Data listing »
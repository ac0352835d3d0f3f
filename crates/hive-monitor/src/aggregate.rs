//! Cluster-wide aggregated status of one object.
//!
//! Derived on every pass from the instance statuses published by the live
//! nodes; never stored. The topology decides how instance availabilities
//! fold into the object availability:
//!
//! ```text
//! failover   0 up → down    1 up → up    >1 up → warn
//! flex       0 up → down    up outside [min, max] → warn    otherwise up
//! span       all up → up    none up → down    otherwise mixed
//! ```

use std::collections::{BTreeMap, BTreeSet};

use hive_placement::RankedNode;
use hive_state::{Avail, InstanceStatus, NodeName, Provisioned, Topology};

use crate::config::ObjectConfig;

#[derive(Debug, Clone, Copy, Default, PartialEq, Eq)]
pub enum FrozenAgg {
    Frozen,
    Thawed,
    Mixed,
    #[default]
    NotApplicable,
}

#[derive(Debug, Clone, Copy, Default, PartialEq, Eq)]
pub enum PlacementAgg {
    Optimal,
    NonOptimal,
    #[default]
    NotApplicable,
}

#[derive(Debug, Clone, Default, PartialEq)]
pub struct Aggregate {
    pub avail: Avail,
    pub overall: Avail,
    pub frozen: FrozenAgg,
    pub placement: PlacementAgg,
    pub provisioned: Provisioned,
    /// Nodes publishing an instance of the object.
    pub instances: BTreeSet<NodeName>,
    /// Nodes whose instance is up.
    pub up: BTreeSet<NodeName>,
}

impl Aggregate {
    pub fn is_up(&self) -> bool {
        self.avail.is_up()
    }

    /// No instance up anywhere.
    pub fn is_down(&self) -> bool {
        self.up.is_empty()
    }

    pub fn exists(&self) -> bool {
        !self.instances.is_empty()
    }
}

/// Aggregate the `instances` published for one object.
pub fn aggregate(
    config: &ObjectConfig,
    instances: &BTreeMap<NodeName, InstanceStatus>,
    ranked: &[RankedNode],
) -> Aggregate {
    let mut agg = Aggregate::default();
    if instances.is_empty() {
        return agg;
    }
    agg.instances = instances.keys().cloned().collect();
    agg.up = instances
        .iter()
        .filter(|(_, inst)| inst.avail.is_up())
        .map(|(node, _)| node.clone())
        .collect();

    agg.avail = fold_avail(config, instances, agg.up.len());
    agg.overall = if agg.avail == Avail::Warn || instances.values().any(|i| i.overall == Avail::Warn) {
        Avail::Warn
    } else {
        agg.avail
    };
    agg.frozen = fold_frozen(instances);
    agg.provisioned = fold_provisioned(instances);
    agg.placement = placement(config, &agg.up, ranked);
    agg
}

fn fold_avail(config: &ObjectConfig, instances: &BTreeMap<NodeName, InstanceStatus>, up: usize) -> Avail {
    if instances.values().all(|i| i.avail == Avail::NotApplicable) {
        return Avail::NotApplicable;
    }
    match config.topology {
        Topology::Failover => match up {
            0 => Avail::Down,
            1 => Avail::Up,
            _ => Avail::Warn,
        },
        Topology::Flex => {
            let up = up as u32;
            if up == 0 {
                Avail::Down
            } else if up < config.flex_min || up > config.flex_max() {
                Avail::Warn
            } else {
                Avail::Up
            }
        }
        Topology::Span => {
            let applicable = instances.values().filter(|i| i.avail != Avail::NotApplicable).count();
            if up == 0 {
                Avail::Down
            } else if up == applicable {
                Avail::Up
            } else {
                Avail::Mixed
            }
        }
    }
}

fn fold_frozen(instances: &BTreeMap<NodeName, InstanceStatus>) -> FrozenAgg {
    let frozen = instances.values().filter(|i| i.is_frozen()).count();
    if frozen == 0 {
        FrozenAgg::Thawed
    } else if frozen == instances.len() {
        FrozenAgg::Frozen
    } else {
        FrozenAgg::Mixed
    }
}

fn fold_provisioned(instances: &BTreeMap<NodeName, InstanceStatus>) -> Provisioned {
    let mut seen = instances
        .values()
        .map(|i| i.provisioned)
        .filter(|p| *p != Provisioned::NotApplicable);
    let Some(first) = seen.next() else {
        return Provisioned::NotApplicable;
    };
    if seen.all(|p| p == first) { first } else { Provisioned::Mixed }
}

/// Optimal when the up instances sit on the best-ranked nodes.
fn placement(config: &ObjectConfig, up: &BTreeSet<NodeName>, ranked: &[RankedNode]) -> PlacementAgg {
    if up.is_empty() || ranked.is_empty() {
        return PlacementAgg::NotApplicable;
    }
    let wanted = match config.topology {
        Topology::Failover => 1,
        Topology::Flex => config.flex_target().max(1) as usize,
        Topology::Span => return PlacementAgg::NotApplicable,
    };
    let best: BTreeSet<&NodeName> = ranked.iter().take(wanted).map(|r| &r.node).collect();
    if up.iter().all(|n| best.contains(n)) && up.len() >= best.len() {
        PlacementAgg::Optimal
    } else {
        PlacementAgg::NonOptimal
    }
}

==

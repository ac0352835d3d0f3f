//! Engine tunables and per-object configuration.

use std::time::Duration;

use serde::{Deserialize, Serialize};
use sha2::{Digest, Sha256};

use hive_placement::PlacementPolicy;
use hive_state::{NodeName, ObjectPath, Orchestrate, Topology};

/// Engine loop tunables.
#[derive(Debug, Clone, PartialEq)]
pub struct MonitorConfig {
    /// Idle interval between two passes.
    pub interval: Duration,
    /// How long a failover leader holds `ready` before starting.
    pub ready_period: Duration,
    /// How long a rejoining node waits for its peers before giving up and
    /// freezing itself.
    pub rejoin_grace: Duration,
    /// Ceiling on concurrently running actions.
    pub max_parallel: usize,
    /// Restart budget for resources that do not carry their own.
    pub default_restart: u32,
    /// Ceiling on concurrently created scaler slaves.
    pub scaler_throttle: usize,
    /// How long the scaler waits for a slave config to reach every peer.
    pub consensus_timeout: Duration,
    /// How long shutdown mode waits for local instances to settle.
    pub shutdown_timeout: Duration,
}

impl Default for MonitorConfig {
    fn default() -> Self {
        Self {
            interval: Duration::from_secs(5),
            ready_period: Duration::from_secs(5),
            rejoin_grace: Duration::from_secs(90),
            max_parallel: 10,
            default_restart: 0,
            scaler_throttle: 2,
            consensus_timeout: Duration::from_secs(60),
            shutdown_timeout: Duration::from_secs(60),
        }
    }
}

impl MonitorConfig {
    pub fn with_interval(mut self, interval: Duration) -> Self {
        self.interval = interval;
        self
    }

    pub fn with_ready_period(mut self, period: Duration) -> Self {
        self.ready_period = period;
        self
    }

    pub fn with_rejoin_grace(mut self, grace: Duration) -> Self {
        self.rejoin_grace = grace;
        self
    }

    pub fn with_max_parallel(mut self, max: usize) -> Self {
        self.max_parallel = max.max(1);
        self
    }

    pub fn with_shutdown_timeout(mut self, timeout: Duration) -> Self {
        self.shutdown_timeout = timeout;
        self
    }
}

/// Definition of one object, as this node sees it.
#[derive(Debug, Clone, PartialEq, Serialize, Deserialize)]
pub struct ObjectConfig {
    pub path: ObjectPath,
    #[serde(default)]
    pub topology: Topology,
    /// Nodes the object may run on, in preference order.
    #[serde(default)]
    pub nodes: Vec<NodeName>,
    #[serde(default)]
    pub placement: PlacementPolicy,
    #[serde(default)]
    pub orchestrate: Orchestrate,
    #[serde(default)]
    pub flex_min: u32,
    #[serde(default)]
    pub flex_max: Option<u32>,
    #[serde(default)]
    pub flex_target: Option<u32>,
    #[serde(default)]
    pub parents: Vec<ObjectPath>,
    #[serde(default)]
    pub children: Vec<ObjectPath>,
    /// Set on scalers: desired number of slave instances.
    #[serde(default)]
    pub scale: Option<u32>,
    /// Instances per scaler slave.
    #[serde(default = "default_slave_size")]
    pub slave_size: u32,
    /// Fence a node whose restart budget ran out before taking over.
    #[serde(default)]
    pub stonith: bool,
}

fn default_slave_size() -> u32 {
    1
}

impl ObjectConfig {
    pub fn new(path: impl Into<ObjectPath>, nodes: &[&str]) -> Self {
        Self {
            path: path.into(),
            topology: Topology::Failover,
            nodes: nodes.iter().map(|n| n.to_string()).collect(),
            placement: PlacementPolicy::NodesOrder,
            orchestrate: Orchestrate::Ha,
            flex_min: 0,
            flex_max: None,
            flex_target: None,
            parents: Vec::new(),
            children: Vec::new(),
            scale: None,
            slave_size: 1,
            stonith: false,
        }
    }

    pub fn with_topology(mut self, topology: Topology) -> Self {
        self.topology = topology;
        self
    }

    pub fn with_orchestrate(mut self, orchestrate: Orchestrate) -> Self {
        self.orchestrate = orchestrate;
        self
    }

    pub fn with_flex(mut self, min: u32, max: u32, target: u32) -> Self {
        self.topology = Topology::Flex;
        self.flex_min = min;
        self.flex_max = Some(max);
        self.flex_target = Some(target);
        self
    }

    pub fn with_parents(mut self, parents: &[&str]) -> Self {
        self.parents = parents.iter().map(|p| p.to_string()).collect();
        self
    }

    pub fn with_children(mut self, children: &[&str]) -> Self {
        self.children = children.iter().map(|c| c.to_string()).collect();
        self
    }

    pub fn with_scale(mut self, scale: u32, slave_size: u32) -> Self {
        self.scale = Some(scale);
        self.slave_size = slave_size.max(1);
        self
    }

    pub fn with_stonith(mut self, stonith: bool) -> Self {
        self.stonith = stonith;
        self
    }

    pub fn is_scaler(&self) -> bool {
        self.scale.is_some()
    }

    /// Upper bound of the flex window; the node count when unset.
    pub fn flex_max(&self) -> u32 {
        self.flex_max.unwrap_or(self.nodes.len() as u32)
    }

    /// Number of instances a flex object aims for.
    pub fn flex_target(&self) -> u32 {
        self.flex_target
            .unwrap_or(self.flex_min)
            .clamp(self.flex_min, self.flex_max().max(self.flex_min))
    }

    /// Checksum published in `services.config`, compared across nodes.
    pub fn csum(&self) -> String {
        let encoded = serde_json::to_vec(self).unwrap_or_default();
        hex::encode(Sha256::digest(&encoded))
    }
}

* * *

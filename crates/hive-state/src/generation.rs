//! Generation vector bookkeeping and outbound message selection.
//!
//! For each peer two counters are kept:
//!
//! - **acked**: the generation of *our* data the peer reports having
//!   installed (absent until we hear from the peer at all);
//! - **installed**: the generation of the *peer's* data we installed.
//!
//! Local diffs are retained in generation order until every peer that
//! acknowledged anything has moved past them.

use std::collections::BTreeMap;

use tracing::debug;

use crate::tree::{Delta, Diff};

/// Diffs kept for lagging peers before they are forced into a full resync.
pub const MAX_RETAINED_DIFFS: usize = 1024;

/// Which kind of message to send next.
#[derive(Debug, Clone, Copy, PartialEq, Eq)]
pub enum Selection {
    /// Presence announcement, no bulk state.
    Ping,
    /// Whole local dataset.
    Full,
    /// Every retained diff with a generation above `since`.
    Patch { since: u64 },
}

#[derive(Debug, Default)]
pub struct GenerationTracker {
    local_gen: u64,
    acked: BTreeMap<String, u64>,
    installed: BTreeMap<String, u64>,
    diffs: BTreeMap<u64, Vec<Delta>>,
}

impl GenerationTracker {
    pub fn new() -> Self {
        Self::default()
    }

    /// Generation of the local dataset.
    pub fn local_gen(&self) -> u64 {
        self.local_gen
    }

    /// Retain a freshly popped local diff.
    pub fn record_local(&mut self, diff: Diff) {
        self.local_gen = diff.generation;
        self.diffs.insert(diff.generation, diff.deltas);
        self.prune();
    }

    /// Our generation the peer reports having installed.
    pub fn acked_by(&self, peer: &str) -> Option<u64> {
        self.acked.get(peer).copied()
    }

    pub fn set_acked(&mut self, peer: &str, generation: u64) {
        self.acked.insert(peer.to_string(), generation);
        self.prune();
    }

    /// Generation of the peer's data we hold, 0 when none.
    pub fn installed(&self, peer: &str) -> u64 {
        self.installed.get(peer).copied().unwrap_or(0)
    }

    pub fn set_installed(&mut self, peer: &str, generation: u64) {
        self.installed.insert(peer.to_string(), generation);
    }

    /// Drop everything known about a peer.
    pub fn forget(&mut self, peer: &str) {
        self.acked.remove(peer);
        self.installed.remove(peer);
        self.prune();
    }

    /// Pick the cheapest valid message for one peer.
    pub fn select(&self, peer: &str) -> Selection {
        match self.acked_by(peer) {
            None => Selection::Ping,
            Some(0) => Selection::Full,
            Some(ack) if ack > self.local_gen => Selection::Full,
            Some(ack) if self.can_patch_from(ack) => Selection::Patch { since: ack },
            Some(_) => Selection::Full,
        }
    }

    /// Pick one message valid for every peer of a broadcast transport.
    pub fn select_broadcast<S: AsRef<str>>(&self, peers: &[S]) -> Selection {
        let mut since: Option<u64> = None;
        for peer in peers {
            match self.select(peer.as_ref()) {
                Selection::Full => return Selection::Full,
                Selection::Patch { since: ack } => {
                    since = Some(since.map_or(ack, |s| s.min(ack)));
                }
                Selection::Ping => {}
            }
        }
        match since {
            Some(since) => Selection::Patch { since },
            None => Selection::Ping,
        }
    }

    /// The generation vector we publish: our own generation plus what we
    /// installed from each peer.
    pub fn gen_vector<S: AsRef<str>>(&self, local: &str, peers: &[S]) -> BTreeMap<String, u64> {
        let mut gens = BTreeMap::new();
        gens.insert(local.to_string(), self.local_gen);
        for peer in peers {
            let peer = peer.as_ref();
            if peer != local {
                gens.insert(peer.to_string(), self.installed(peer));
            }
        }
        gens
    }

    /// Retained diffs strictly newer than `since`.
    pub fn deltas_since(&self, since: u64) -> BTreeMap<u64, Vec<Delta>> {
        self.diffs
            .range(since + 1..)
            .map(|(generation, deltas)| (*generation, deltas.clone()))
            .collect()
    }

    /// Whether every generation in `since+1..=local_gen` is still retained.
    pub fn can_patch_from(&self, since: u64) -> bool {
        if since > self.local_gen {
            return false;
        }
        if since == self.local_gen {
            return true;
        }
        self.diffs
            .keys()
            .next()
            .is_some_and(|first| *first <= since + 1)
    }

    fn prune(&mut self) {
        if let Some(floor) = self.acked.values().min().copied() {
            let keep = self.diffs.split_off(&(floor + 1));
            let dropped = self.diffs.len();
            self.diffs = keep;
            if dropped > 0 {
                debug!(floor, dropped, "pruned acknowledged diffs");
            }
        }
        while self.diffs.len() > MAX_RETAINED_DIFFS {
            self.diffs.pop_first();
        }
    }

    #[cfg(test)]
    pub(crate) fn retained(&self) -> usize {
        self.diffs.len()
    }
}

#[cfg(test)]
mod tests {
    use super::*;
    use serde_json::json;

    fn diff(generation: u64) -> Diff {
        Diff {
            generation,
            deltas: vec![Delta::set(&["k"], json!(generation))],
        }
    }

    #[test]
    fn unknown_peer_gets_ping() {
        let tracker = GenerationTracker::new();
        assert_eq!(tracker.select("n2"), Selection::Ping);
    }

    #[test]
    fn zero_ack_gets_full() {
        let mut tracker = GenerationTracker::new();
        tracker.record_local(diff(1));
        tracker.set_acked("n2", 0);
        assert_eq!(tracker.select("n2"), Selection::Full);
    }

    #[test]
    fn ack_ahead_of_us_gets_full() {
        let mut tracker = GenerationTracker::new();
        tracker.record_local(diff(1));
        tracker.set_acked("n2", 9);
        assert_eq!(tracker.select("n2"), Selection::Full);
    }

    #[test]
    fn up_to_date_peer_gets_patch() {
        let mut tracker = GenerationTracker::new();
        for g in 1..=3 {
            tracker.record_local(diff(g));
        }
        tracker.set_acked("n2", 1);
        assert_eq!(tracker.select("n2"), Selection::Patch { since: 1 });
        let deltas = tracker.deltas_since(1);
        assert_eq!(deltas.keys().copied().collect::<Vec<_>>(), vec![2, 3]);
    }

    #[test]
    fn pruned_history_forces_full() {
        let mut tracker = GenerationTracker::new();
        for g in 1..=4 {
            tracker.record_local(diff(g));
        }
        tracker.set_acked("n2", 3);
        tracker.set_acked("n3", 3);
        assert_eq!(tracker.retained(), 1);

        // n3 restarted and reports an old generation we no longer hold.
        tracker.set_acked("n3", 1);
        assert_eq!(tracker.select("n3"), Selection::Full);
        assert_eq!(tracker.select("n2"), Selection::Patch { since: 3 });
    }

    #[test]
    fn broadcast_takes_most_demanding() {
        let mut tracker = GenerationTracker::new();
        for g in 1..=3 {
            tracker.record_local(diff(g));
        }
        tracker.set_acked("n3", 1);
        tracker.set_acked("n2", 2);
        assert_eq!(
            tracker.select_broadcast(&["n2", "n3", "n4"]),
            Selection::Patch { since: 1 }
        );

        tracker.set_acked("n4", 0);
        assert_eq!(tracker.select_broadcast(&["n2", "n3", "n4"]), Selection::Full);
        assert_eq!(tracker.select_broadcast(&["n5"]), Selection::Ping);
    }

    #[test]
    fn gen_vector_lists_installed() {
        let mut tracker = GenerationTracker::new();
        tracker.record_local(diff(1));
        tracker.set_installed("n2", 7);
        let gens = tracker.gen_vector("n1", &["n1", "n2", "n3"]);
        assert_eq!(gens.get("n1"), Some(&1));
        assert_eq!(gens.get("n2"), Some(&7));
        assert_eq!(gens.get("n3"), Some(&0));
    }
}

Brief » All lines of the listing that contain the word "enum" should be copied out.

Task output »
pub enum FrozenAgg {
pub enum PlacementAgg {
pub enum Selection {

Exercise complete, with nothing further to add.